Information provided:
________

use std::collections::HashMap;
use std::fs;
use std::path::Path;

use crate::error::CliError;

/// Default `.env` file looked up in the working directory.
pub const DEFAULT_ENV_FILE: &str = ".env";

/// Environment variable manager that loads from system and .env files
#[derive(Debug, Clone, Default)]
pub struct EnvManager {
    vars: HashMap<String, String>,
}

impl EnvManager {
    pub fn new() -> Self {
        Self {
            vars: std::env::vars().collect(),
        }
    }

    /// System environment plus an env file. An explicit `path` must exist;
    /// the default `.env` is only read when present.
    pub fn load(path: Option<&Path>) -> Result<Self, CliError> {
        let mut env = Self::new();
        match path {
            Some(path) => env.load_from_file(path)?,
            None => {
                let default = Path::new(DEFAULT_ENV_FILE);
                if default.is_file() {
                    env.load_from_file(default)?;
                }
            }
        }
        Ok(env)
    }

    /// Load variables from a .env file
    pub fn load_from_file<P: AsRef<Path>>(&mut self, path: P) -> Result<(), CliError> {
        let path = path.as_ref();
        let content = fs::read_to_string(path).map_err(|e| {
            CliError::Config(format!("Failed to read env file {}: {}", path.display(), e))
        })?;

        self.parse_env_content(&content)
    }

    pub fn get(&self, key: &str) -> Option<&str> {
        self.vars
            .get(key)
            .map(String::as_str)
            .filter(|value| !value.is_empty())
    }

    pub fn set(&mut self, key: impl Into<String>, value: impl Into<String>) {
        self.vars.insert(key.into(), value.into());
    }

    fn parse_env_content(&mut self, content: &str) -> Result<(), CliError> {
        for (line_num, line) in content.lines().enumerate() {
            let line = line.trim();

            if line.is_empty() || line.starts_with('#') {
                continue;
            }

            let Some((key, value)) = line.split_once('=') else {
                return Err(CliError::Config(format!(
                    "Invalid env file: malformed line {} (expected KEY=VALUE)",
                    line_num + 1
                )));
            };

            let key = key.trim();
            let key = key.strip_prefix("export ").map_or(key, str::trim);
            if key.is_empty() {
                return Err(CliError::Config(format!(
                    "Invalid env file: empty key at line {}",
                    line_num + 1
                )));
            }

            self.vars
                .insert(key.to_string(), Self::unquote_value(value));
        }

        Ok(())
    }

    fn unquote_value(value: &str) -> String {
        let value = value.trim();
        for quote in ['"', '\''] {
            if value.len() >= 2 && value.starts_with(quote) && value.ends_with(quote) {
                return value[1..value.len() - 1].to_string();
            }
        }
        value.to_string()
    }
}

________

Everything in the listing should be written out again exactly.

use std::collections::HashMap;
use std::fs;
use std::path::Path;

use crate::error::CliError;

/// Default `.env` file looked up in the working directory.
pub const DEFAULT_ENV_FILE: &str = ".env";

/// Environment variable manager that loads from system and .env files
#[derive(Debug, Clone, Default)]
pub struct EnvManager {
    vars: HashMap<String, String>,
}

impl EnvManager {
    pub fn new() -> Self {
        Self {
            vars: std::env::vars().collect(),
        }
    }

    /// System environment plus an env file. An explicit `path` must exist;
    /// the default `.env` is only read when present.
    pub fn load(path: Option<&Path>) -> Result<Self, CliError> {
        let mut env = Self::new();
        match path {
            Some(path) => env.load_from_file(path)?,
            None => {
                let default = Path::new(DEFAULT_ENV_FILE);
                if default.is_file() {
                    env.load_from_file(default)?;
                }
            }
        }
        Ok(env)
    }

    /// Load variables from a .env file
    pub fn load_from_file<P: AsRef<Path>>(&mut self, path: P) -> Result<(), CliError> {
        let path = path.as_ref();
        let content = fs::read_to_string(path).map_err(|e| {
            CliError::Config(format!("Failed to read env file {}: {}", path.display(), e))
        })?;

        self.parse_env_content(&content)
    }

    pub fn get(&self, key: &str) -> Option<&str> {
        self.vars
            .get(key)
            .map(String::as_str)
            .filter(|value| !value.is_empty())
    }

    pub fn set(&mut self, key: impl Into<String>, value: impl Into<String>) {
        self.vars.insert(key.into(), value.into());
    }

    fn parse_env_content(&mut self, content: &str) -> Result<(), CliError> {
        for (line_num, line) in content.lines().enumerate() {
            let line = line.trim();

            if line.is_empty() || line.starts_with('#') {
                continue;
            }

            let Some((key, value)) = line.split_once('=') else {
                return Err(CliError::Config(format!(
                    "Invalid env file: malformed line {} (expected KEY=VALUE)",
                    line_num + 1
                )));
            };

            let key = key.trim();
            let key = key.strip_prefix("export ").map_or(key, str::trim);
            if key.is_empty() {
                return Err(CliError::Config(format!(
                    "Invalid env file: empty key at line {}",
                    line_num + 1
                )));
            }

            self.vars
                .insert(key.to_string(), Self::unquote_value(value));
        }

        Ok(())
    }

    fn unquote_value(value: &str) -> String {
        let value = value.trim();
        for quote in ['"', '\''] {
            if value.len() >= 2 && value.starts_with(quote) && value.ends_with(quote) {
                return value[1..value.len() - 1].to_string();
            }
        }
        value.to_string()
    }
}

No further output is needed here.